TASK INPUTS
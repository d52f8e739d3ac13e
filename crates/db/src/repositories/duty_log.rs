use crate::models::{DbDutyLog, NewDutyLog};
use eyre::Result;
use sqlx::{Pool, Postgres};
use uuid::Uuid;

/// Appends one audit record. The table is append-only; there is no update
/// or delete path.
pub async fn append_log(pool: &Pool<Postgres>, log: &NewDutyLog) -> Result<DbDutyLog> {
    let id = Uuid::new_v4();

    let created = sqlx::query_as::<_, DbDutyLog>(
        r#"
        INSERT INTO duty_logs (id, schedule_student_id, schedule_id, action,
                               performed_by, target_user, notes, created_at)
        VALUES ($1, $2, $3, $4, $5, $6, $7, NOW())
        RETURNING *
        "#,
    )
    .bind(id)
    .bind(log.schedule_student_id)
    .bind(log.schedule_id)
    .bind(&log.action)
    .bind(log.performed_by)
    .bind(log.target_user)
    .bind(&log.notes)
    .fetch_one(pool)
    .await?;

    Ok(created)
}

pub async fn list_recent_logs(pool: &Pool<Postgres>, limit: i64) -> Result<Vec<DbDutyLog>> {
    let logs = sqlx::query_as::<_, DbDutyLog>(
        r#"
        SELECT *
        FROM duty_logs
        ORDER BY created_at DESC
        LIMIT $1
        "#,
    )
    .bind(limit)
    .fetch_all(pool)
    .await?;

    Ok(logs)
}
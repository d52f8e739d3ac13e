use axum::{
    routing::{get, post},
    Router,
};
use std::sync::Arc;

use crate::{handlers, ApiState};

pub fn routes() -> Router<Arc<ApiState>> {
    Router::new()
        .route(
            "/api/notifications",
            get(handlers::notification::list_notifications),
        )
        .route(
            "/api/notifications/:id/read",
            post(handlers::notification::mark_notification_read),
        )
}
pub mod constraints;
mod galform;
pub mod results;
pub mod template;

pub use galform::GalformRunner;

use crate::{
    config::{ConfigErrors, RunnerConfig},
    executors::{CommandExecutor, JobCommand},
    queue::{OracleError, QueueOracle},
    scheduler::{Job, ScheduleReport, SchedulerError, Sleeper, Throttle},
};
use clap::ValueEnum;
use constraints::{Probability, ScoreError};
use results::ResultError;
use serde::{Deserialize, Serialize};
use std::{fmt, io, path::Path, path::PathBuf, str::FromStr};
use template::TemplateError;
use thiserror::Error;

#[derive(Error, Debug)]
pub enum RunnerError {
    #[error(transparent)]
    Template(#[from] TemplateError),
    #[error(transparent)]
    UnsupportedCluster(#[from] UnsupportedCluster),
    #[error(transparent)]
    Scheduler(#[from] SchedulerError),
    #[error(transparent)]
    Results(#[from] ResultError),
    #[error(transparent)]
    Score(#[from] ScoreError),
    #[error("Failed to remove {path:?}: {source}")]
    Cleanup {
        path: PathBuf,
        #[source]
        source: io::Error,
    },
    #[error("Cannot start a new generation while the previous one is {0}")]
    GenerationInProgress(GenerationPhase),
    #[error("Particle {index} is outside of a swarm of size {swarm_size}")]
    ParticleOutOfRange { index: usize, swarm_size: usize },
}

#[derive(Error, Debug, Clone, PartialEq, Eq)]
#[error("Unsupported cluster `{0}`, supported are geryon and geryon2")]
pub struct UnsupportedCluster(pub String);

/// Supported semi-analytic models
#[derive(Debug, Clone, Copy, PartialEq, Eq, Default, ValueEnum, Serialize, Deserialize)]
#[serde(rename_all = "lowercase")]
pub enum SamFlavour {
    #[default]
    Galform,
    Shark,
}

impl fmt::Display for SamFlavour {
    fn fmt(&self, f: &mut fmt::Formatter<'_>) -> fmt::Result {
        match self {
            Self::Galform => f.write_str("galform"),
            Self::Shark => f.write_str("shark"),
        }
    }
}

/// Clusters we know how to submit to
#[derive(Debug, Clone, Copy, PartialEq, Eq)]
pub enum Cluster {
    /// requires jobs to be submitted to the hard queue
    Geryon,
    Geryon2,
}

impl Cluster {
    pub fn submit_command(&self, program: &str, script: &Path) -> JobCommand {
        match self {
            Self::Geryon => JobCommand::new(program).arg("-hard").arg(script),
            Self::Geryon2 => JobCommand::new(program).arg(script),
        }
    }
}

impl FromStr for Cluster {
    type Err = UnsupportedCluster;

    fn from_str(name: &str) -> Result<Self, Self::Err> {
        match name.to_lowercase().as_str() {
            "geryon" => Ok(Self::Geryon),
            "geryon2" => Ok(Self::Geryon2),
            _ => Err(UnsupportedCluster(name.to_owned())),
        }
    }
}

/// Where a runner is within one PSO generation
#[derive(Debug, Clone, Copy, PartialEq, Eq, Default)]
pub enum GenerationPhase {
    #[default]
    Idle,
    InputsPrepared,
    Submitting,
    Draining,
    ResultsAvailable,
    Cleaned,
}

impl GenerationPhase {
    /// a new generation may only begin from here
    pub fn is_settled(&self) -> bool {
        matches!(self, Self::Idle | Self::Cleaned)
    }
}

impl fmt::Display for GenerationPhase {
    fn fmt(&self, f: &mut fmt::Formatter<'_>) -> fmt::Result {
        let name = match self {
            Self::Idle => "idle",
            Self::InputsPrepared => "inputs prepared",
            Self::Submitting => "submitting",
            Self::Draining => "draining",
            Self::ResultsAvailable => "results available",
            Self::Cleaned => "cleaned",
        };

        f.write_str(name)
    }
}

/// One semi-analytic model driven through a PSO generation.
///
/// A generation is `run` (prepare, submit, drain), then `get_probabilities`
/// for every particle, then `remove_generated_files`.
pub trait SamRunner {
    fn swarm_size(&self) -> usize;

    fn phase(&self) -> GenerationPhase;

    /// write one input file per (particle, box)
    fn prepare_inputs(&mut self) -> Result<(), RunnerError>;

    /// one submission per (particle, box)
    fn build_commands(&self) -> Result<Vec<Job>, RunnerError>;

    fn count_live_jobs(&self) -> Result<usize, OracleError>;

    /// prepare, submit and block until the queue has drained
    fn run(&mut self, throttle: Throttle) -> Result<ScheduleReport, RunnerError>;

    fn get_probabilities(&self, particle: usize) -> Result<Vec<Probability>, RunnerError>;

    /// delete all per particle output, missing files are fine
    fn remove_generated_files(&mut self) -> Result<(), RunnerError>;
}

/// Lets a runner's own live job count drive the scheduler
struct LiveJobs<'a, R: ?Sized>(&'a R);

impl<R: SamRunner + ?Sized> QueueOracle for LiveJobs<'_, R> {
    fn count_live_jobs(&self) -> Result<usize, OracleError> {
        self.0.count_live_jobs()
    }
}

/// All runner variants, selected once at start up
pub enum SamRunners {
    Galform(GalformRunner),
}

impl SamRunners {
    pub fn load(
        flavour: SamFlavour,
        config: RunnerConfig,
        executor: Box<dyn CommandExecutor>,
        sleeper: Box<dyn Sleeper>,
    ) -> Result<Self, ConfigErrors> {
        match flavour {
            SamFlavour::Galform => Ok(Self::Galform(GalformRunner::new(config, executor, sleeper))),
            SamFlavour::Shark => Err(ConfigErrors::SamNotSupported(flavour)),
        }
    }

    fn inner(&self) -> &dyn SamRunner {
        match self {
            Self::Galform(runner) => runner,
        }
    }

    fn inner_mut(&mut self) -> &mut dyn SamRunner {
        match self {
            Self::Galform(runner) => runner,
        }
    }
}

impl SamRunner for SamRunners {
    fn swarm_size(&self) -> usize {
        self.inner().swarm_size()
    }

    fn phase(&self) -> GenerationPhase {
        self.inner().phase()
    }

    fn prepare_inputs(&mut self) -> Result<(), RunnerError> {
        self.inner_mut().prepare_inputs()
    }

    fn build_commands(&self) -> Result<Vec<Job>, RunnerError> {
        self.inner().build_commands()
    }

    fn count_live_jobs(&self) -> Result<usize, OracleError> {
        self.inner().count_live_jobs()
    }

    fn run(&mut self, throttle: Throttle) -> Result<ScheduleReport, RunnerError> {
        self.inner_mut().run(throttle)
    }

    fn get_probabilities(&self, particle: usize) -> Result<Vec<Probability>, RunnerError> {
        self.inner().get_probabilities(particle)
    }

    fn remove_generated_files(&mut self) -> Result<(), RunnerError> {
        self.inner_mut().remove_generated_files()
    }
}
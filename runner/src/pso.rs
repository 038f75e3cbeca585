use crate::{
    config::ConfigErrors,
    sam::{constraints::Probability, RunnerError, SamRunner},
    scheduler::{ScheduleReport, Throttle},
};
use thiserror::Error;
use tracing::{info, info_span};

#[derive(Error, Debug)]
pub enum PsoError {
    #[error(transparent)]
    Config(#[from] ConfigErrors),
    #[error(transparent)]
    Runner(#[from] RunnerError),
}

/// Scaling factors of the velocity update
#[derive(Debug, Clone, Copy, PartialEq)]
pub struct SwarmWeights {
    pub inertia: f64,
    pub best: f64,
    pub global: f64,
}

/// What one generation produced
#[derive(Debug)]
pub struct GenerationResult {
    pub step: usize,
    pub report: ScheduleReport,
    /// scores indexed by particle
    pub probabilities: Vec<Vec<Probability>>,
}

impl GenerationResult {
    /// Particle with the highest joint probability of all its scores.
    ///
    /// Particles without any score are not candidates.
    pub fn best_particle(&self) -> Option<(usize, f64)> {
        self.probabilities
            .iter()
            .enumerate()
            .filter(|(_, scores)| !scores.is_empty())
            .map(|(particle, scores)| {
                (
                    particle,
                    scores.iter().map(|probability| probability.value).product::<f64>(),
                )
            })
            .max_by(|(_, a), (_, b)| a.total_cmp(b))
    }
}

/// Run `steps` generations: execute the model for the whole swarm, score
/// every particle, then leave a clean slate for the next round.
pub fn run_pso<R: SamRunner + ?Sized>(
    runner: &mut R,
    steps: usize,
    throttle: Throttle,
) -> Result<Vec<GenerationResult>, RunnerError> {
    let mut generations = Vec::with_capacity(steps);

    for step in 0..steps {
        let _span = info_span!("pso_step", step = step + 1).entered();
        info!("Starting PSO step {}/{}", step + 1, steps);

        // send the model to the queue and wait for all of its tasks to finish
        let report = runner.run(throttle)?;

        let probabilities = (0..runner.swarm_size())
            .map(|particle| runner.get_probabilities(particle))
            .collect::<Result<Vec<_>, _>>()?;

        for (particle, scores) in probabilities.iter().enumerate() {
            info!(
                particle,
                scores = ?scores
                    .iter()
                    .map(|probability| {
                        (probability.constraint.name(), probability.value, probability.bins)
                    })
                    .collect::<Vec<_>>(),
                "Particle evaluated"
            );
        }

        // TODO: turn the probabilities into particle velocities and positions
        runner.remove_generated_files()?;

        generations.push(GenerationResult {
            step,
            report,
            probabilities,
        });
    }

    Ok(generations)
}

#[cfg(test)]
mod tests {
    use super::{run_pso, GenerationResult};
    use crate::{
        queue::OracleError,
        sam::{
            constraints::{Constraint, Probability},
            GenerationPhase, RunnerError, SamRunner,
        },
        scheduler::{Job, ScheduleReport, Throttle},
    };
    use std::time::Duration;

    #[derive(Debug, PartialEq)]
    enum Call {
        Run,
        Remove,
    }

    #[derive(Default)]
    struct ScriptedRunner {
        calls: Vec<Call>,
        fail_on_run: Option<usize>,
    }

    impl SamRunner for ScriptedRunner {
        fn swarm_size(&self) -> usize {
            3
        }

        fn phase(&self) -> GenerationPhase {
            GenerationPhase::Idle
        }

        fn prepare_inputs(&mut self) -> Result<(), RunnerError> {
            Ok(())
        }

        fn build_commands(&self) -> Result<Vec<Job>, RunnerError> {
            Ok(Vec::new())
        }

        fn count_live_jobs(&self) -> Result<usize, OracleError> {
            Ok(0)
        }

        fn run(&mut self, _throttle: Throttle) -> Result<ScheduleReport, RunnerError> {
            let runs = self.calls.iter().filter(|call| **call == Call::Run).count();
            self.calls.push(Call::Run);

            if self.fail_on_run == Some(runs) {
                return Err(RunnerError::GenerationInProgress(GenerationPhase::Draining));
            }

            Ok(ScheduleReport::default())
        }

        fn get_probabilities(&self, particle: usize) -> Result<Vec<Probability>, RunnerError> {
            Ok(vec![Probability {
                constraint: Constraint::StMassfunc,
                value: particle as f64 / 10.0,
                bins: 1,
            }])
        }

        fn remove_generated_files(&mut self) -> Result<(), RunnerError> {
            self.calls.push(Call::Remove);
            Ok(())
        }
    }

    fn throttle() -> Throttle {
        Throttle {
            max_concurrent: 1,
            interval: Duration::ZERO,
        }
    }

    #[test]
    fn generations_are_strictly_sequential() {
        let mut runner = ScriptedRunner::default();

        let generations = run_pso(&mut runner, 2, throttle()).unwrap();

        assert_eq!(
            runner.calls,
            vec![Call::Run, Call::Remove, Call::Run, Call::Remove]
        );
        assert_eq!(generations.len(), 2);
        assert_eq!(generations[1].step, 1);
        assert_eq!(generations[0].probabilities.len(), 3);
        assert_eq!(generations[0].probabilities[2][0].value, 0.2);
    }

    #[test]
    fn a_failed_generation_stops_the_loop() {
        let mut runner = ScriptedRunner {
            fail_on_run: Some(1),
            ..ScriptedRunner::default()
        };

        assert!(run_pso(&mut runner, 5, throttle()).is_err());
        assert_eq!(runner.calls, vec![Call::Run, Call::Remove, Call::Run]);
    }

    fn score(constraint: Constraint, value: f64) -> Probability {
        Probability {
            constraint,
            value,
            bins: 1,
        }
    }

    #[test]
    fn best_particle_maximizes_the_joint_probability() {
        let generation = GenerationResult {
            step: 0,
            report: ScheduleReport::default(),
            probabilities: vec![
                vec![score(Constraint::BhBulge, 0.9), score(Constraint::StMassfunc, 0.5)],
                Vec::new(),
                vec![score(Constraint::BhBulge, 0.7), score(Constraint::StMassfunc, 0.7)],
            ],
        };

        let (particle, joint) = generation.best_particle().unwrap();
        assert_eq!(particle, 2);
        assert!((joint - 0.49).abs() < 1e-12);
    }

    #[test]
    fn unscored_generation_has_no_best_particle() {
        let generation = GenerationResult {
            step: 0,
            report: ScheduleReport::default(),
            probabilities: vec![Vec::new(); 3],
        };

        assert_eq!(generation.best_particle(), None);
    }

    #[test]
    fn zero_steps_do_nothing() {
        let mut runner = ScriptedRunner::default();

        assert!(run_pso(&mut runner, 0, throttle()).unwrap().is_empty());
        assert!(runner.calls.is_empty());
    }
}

* * *

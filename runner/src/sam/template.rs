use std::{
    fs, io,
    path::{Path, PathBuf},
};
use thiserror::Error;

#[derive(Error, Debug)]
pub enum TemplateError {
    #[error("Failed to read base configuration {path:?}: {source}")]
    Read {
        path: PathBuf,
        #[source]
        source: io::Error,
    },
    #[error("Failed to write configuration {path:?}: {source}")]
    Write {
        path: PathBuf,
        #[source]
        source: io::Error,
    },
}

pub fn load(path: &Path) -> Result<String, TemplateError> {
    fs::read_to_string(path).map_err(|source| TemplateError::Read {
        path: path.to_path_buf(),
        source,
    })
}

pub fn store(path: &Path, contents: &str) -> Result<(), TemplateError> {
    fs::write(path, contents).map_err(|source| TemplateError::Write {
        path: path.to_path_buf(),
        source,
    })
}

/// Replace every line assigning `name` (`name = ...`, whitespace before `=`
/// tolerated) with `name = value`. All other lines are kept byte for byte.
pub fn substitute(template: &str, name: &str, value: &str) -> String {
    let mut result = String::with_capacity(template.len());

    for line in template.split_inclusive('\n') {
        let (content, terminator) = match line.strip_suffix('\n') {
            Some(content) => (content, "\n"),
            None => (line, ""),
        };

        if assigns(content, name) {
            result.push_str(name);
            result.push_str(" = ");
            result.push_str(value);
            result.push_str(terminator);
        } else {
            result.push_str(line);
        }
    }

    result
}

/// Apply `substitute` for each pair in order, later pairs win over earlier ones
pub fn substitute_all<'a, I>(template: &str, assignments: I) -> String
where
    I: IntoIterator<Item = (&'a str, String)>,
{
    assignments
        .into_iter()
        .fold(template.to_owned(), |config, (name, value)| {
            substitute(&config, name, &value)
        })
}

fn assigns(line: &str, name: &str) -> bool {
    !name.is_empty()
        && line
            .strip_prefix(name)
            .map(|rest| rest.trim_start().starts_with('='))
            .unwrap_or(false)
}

REQUIREMENT
Copy the records above exactly, beginning at the line that contains "A generation is" and stopping after the line that contains "at start up".

WRITTEN ANSWER
/// A generation is `run` (prepare, submit, drain), then `get_probabilities`
/// for every particle, then `remove_generated_files`.
pub trait SamRunner {
    fn swarm_size(&self) -> usize;

    fn phase(&self) -> GenerationPhase;

    /// write one input file per (particle, box)
    fn prepare_inputs(&mut self) -> Result<(), RunnerError>;

    /// one submission per (particle, box)
    fn build_commands(&self) -> Result<Vec<Job>, RunnerError>;

    fn count_live_jobs(&self) -> Result<usize, OracleError>;

    /// prepare, submit and block until the queue has drained
    fn run(&mut self, throttle: Throttle) -> Result<ScheduleReport, RunnerError>;

    fn get_probabilities(&self, particle: usize) -> Result<Vec<Probability>, RunnerError>;

    /// delete all per particle output, missing files are fine
    fn remove_generated_files(&mut self) -> Result<(), RunnerError>;
}

/// Lets a runner's own live job count drive the scheduler
struct LiveJobs<'a, R: ?Sized>(&'a R);

impl<R: SamRunner + ?Sized> QueueOracle for LiveJobs<'_, R> {
    fn count_live_jobs(&self) -> Result<usize, OracleError> {
        self.0.count_live_jobs()
    }
}

/// All runner variants, selected once at start up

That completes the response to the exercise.